### What to work on:
Output the data exactly, with every line intact.

Records from a collection
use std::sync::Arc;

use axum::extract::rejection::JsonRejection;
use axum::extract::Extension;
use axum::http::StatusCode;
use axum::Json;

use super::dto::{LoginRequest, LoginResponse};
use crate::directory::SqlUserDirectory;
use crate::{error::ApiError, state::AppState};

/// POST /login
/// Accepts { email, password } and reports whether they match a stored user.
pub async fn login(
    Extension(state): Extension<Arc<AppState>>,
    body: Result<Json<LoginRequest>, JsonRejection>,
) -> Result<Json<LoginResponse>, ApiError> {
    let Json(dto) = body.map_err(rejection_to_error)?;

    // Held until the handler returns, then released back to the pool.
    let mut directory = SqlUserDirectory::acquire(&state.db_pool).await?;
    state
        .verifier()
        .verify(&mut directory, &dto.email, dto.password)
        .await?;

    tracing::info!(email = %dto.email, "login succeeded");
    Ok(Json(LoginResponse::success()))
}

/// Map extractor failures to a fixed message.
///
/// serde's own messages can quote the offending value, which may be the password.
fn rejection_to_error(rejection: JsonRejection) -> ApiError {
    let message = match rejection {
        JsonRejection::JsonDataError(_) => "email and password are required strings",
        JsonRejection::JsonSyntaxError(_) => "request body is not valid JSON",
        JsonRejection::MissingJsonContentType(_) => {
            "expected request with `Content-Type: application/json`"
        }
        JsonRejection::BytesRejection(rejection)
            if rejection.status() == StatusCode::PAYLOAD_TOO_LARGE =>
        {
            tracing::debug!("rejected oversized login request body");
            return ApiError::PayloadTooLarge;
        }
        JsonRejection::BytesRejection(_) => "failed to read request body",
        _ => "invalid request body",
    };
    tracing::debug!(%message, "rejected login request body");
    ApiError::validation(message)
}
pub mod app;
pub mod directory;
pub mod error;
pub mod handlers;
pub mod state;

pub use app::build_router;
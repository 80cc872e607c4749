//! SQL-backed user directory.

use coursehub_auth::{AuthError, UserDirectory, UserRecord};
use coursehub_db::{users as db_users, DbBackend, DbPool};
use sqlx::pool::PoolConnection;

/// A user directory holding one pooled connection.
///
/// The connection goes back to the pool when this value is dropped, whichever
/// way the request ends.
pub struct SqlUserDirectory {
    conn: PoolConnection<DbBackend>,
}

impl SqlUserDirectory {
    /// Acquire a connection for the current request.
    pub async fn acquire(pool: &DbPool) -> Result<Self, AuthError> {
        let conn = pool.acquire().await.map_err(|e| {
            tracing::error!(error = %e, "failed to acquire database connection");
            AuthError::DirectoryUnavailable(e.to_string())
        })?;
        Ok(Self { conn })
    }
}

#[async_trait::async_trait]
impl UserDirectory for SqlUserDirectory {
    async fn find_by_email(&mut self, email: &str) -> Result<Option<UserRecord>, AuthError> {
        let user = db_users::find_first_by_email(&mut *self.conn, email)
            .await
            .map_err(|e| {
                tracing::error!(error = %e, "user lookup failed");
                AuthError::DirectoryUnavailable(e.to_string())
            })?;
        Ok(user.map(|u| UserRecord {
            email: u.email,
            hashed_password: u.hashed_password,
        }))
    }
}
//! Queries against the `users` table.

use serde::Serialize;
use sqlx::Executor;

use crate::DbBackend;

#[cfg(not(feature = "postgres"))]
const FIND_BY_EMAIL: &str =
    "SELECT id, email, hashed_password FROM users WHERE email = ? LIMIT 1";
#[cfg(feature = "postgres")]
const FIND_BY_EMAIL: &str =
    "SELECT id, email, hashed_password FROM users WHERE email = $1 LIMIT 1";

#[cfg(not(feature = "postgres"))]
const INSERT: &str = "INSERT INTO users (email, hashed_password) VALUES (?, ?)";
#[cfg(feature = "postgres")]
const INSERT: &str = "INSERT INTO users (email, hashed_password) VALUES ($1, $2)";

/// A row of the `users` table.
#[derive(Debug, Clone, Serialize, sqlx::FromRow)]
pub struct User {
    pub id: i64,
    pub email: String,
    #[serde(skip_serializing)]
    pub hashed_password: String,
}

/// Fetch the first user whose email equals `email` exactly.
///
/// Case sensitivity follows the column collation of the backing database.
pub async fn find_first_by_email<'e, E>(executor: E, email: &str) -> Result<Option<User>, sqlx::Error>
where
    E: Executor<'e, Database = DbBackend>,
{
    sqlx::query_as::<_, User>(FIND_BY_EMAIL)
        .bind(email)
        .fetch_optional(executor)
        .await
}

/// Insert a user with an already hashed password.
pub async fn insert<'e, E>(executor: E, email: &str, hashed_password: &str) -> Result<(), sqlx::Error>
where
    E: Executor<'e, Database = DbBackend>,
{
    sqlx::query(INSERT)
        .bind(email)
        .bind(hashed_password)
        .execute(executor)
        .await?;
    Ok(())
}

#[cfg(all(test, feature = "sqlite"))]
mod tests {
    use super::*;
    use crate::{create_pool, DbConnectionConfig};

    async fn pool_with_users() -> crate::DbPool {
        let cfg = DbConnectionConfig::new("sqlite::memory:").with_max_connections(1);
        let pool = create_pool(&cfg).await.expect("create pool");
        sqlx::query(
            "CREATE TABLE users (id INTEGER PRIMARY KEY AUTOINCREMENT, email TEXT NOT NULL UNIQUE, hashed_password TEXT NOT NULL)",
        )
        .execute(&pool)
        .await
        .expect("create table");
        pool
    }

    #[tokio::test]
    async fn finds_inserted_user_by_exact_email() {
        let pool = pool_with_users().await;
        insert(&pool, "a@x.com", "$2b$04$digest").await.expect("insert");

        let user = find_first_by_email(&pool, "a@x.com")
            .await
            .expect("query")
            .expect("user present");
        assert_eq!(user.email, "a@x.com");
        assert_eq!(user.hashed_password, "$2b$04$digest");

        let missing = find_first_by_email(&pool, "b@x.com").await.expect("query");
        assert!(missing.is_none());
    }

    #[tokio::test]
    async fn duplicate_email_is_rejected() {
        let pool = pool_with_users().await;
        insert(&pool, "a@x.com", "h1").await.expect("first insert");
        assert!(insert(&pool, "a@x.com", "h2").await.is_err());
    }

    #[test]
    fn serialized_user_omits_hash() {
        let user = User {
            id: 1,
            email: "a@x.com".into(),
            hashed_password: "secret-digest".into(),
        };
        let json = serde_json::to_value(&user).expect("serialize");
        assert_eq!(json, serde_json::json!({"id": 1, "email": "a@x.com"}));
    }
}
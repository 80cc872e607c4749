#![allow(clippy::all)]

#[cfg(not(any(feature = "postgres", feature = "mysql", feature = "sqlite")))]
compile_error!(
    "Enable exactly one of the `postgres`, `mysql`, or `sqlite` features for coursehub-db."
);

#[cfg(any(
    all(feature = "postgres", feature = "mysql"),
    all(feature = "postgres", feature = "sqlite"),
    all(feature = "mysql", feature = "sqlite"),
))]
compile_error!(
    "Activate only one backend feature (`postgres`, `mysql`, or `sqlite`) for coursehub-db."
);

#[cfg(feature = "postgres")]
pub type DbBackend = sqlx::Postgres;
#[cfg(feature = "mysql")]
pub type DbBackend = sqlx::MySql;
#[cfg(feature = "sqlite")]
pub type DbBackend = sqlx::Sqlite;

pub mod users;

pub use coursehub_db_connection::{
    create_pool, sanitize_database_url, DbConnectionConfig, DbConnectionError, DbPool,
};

### Written answer:
use std::sync::Arc;

use axum::extract::rejection::JsonRejection;
use axum::extract::Extension;
use axum::http::StatusCode;
use axum::Json;

use super::dto::{LoginRequest, LoginResponse};
use crate::directory::SqlUserDirectory;
use crate::{error::ApiError, state::AppState};

/// POST /login
/// Accepts { email, password } and reports whether they match a stored user.
pub async fn login(
    Extension(state): Extension<Arc<AppState>>,
    body: Result<Json<LoginRequest>, JsonRejection>,
) -> Result<Json<LoginResponse>, ApiError> {
    let Json(dto) = body.map_err(rejection_to_error)?;

    // Held until the handler returns, then released back to the pool.
    let mut directory = SqlUserDirectory::acquire(&state.db_pool).await?;
    state
        .verifier()
        .verify(&mut directory, &dto.email, dto.password)
        .await?;

    tracing::info!(email = %dto.email, "login succeeded");
    Ok(Json(LoginResponse::success()))
}

/// Map extractor failures to a fixed message.
///
/// serde's own messages can quote the offending value, which may be the password.
fn rejection_to_error(rejection: JsonRejection) -> ApiError {
    let message = match rejection {
        JsonRejection::JsonDataError(_) => "email and password are required strings",
        JsonRejection::JsonSyntaxError(_) => "request body is not valid JSON",
        JsonRejection::MissingJsonContentType(_) => {
            "expected request with `Content-Type: application/json`"
        }
        JsonRejection::BytesRejection(rejection)
            if rejection.status() == StatusCode::PAYLOAD_TOO_LARGE =>
        {
            tracing::debug!("rejected oversized login request body");
            return ApiError::PayloadTooLarge;
        }
        JsonRejection::BytesRejection(_) => "failed to read request body",
        _ => "invalid request body",
    };
    tracing::debug!(%message, "rejected login request body");
    ApiError::validation(message)
}
pub mod app;
pub mod directory;
pub mod error;
pub mod handlers;
pub mod state;

pub use app::build_router;
repository 80cc872e607c4749
//! SQL-backed user directory.

use coursehub_auth::{AuthError, UserDirectory, UserRecord};
use coursehub_db::{users as db_users, DbBackend, DbPool};
use sqlx::pool::PoolConnection;

/// A user directory holding one pooled connection.
///
/// The connection goes back to the pool when this value is dropped, whichever
/// way the request ends.
pub struct SqlUserDirectory {
    conn: PoolConnection<DbBackend>,
}

impl SqlUserDirectory {
    /// Acquire a connection for the current request.
    pub async fn acquire(pool: &DbPool) -> Result<Self, AuthError> {
        let conn = pool.acquire().await.map_err(|e| {
            tracing::error!(error = %e, "failed to acquire database connection");
            AuthError::DirectoryUnavailable(e.to_string())
        })?;
        Ok(Self { conn })
    }
}

#[async_trait::async_trait]
impl UserDirectory for SqlUserDirectory {
    async fn find_by_email(&mut self, email: &str) -> Result<Option<UserRecord>, AuthError> {
        let user = db_users::find_first_by_email(&mut *self.conn, email)
            .await
            .map_err(|e| {
                tracing::error!(error = %e, "user lookup failed");
                AuthError::DirectoryUnavailable(e.to_string())
            })?;
        Ok(user.map(|u| UserRecord {
            email: u.email,
            hashed_password: u.hashed_password,
        }))
    }
}
//! Queries against the `users` table.

use serde::Serialize;
use sqlx::Executor;

use crate::DbBackend;

#[cfg(not(feature = "postgres"))]
const FIND_BY_EMAIL: &str =
    "SELECT id, email, hashed_password FROM users WHERE email = ? LIMIT 1";
#[cfg(feature = "postgres")]
const FIND_BY_EMAIL: &str =
    "SELECT id, email, hashed_password FROM users WHERE email = $1 LIMIT 1";

#[cfg(not(feature = "postgres"))]
const INSERT: &str = "INSERT INTO users (email, hashed_password) VALUES (?, ?)";
#[cfg(feature = "postgres")]
const INSERT: &str = "INSERT INTO users (email, hashed_password) VALUES ($1, $2)";

/// A row of the `users` table.
#[derive(Debug, Clone, Serialize, sqlx::FromRow)]
pub struct User {
    pub id: i64,
    pub email: String,
    #[serde(skip_serializing)]
    pub hashed_password: String,
}

/// Fetch the first user whose email equals `email` exactly.
///
/// Case sensitivity follows the column collation of the backing database.
pub async fn find_first_by_email<'e, E>(executor: E, email: &str) -> Result<Option<User>, sqlx::Error>
where
    E: Executor<'e, Database = DbBackend>,
{
    sqlx::query_as::<_, User>(FIND_BY_EMAIL)
        .bind(email)
        .fetch_optional(executor)
        .await
}

/// Insert a user with an already hashed password.
pub async fn insert<'e, E>(executor: E, email: &str, hashed_password: &str) -> Result<(), sqlx::Error>
where
    E: Executor<'e, Database = DbBackend>,
{
    sqlx::query(INSERT)
        .bind(email)
        .bind(hashed_password)
        .execute(executor)
        .await?;
    Ok(())
}

#[cfg(all(test, feature = "sqlite"))]
mod tests {
    use super::*;
    use crate::{create_pool, DbConnectionConfig};

    async fn pool_with_users() -> crate::DbPool {
        let cfg = DbConnectionConfig::new("sqlite::memory:").with_max_connections(1);
        let pool = create_pool(&cfg).await.expect("create pool");
        sqlx::query(
            "CREATE TABLE users (id INTEGER PRIMARY KEY AUTOINCREMENT, email TEXT NOT NULL UNIQUE, hashed_password TEXT NOT NULL)",
        )
        .execute(&pool)
        .await
        .expect("create table");
        pool
    }

    #[tokio::test]
    async fn finds_inserted_user_by_exact_email() {
        let pool = pool_with_users().await;
        insert(&pool, "a@x.com", "$2b$04$digest").await.expect("insert");

        let user = find_first_by_email(&pool, "a@x.com")
            .await
            .expect("query")
            .expect("user present");
        assert_eq!(user.email, "a@x.com");
        assert_eq!(user.hashed_password, "$2b$04$digest");

        let missing = find_first_by_email(&pool, "b@x.com").await.expect("query");
        assert!(missing.is_none());
    }

    #[tokio::test]
    async fn duplicate_email_is_rejected() {
        let pool = pool_with_users().await;
        insert(&pool, "a@x.com", "h1").await.expect("first insert");
        assert!(insert(&pool, "a@x.com", "h2").await.is_err());
    }

    #[test]
    fn serialized_user_omits_hash() {
        let user = User {
            id: 1,
            email: "a@x.com".into(),
            hashed_password: "secret-digest".into(),
        };
        let json = serde_json::to_value(&user).expect("serialize");
        assert_eq!(json, serde_json::json!({"id": 1, "email": "a@x.com"}));
    }
}
repository 80cc872e607c4749
#![allow(clippy::all)]

#[cfg(not(any(feature = "postgres", feature = "mysql", feature = "sqlite")))]
compile_error!(
    "Enable exactly one of the `postgres`, `mysql`, or `sqlite` features for coursehub-db."
);

#[cfg(any(
    all(feature = "postgres", feature = "mysql"),
    all(feature = "postgres", feature = "sqlite"),
    all(feature = "mysql", feature = "sqlite"),
))]
compile_error!(
    "Activate only one backend feature (`postgres`, `mysql`, or `sqlite`) for coursehub-db."
);

#[cfg(feature = "postgres")]
pub type DbBackend = sqlx::Postgres;
#[cfg(feature = "mysql")]
pub type DbBackend = sqlx::MySql;
#[cfg(feature = "sqlite")]
pub type DbBackend = sqlx::Sqlite;

pub mod users;

pub use coursehub_db_connection::{
    create_pool, sanitize_database_url, DbConnectionConfig, DbConnectionError, DbPool,
};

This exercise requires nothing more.